> Task requirements: Repeat nothing but the lines below running from the one containing "pub async fn reopen(temp_dir: &TempDir)" to the one containing "pub struct FlakyStore". Keep both end lines.

> Supplied material:

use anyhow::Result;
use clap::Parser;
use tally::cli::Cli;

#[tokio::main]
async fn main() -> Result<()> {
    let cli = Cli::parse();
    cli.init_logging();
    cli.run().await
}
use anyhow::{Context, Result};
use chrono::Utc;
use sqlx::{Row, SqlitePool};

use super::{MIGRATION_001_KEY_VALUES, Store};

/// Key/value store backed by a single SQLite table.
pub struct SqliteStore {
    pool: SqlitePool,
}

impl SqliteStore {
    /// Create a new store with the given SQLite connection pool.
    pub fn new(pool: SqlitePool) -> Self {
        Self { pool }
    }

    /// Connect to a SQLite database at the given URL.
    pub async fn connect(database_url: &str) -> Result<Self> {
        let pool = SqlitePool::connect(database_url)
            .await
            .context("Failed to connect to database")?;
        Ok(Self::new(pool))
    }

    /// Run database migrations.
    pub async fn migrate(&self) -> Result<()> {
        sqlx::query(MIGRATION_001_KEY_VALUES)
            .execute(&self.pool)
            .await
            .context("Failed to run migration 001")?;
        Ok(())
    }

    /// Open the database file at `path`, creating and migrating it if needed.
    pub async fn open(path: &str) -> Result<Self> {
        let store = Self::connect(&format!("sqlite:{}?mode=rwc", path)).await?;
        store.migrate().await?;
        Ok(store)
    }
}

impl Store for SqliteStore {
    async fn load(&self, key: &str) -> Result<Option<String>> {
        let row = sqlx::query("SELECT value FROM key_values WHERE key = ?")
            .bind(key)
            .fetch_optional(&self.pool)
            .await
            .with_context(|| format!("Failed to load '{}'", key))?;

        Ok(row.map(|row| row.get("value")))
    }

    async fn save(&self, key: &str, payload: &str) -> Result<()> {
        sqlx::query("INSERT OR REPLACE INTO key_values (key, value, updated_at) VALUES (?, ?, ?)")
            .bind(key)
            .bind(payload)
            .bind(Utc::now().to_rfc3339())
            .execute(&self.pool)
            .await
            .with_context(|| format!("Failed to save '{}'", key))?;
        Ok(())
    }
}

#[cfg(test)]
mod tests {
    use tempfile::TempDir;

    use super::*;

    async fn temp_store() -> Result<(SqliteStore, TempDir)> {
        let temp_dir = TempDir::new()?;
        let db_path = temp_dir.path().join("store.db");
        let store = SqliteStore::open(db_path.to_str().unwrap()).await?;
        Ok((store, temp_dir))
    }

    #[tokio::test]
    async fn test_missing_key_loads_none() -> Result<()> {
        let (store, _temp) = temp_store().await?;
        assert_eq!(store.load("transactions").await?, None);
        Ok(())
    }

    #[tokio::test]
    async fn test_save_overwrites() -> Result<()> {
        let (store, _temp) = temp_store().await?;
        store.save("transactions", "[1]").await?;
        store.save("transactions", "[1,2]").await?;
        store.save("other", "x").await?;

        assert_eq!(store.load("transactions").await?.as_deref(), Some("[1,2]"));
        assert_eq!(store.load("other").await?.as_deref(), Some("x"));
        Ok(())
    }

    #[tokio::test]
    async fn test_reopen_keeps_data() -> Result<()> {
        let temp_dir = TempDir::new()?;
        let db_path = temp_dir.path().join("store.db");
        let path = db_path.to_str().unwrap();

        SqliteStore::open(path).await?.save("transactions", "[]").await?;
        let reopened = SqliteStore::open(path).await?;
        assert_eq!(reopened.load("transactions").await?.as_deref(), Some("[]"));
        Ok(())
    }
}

---

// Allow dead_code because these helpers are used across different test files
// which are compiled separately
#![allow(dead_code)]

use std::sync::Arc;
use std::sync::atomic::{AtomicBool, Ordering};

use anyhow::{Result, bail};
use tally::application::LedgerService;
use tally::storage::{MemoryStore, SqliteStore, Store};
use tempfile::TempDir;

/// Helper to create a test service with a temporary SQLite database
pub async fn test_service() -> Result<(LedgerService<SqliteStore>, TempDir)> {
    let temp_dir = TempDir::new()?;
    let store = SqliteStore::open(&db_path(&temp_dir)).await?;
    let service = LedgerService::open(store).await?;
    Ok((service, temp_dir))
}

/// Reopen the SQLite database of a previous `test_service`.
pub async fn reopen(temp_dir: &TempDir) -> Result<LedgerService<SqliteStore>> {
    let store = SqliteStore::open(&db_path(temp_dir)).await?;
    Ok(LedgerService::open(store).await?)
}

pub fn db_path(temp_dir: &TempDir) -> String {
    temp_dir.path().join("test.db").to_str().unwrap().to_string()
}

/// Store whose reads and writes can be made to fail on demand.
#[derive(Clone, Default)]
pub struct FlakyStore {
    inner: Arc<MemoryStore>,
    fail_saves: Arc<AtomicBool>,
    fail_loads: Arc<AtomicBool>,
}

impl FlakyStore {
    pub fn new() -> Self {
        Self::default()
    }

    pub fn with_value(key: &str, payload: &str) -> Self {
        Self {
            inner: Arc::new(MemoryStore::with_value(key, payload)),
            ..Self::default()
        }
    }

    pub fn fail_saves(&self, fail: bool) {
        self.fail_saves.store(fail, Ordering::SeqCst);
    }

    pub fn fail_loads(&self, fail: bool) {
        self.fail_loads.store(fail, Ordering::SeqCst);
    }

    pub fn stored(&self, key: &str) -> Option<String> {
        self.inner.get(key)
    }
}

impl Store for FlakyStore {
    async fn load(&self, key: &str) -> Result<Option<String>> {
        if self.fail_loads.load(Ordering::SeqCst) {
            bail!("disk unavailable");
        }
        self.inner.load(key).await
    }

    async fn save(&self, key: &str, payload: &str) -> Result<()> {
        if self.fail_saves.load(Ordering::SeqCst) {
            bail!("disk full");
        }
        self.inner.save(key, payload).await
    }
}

> Result:
pub async fn reopen(temp_dir: &TempDir) -> Result<LedgerService<SqliteStore>> {
    let store = SqliteStore::open(&db_path(temp_dir)).await?;
    Ok(LedgerService::open(store).await?)
}

pub fn db_path(temp_dir: &TempDir) -> String {
    temp_dir.path().join("test.db").to_str().unwrap().to_string()
}

/// Store whose reads and writes can be made to fail on demand.
#[derive(Clone, Default)]
pub struct FlakyStore {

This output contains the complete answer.